Posted on 06/15/2003 6:43:14 AM PDT by Pharmboy


Robert, left, and Michael Rosenberg in June 1953.

Fifty years ago Thursday, Julius and Ethel Rosenberg were executed in the electric chair at Sing Sing. Their execution, originally set for 11 p.m. on Friday, June 19, 1953, was rescheduled for 8 p.m. to avoid conflict with the Jewish sabbath.

"They were to be killed more quickly than planned," the playwright Arthur Miller wrote, "to avoid any shadow of bad taste."

A shadow lingers.

"I grew up believing Ethel and Julius were completely innocent," Robert Meeropol, who was 6 years old in 1953, says of the Rosenbergs, his parents. "By the time I completed law school in 1985, however, I realized that the evidence we had amassed did not actually prove my parents' innocence but rather only demonstrated that they had been framed."

After digesting newly released American decryptions of Soviet cables a decade later, Mr. Meeropol came to a revised conclusion. "While the transcriptions seemed inconclusive, they forced me to accept the possibility that my father had participated in an illegal and covert effort to help the Soviet Union defeat the Nazis," he writes in his new memoir, "An Execution in the Family: One Son's Journey" (St. Martin's Press).

Of course, the Rosenbergs weren't executed for helping the Soviets defeat the Nazis, but as atom spies for helping Stalin end America's brief nuclear monopoly. They weren't charged with treason (the Russians were technically an ally in the mid-1940's) or even with actual spying. Rather, they were accused of conspiracy to commit espionage — including enlisting Ethel's brother, David Greenglass, through his wife, Ruth, to steal atomic secrets from the Los Alamos weapons laboratory where he was stationed as an Army machinist during World War II. Mr. Greenglass's chief contribution was to corroborate what the Soviets had already gleaned from other spies, which by 1949 enabled them to replicate the bomb dropped on Nagasaki. (He confessed, testified against his sister and brother-in-law and was imprisoned for 10 years; Ruth testified, too, and was spared prosecution.)

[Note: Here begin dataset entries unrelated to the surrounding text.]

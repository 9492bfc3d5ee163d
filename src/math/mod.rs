//! Layer 2: Math
//!
//! # Purpose
//!
//! This layer provides pure mathematical building blocks:
//! - Dense linear solves for the normal equations
//! - Order-statistic selection
//!
//! These are reusable functions with no regression-specific logic.
//!
//! # Architecture
//!
//! ```text
//! Layer 5: API
//!   ↓
//! Layer 4: Engine
//!   ↓
//! Layer 3: Algorithms
//!   ↓
//! Layer 2: Math ← You are here
//!   ↓
//! Layer 1: Primitives
//! ```

/// Linear algebra backend.
pub mod linalg;

/// Order-statistic selection.
pub mod select;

As leverage against Julius, Ethel was also indicted on what, in retrospect, appears to have been flimsy evidence. The government didn't have to prove that anything of value was delivered to the Soviets, only that the participants acted to advance their goal.

"When you're dealing with a conspiracy, you don't have to be the kingpin, you have to participate," says James Kilsheimer, who helped prosecute the Rosenbergs. "You can't be partially guilty any more than you can be partially pregnant."

But to justify the death penalty, which was invoked to press the Rosenbergs to confess and implicate others, the government left the impression that the couple had handed America's mightiest weapon to the Soviets and precipitated the Korean War.

Records of the grand jury that voted the indictment remain sealed. But we now know the Soviet cables decoded before the trial provided no hard evidence of Ethel's complicity. And Mr. Greenglass has recently admitted that he lied about the most incriminating evidence against his sister. The government's strategy backfired. Ethel wouldn't budge. The Rosenbergs refused to confess and were convicted.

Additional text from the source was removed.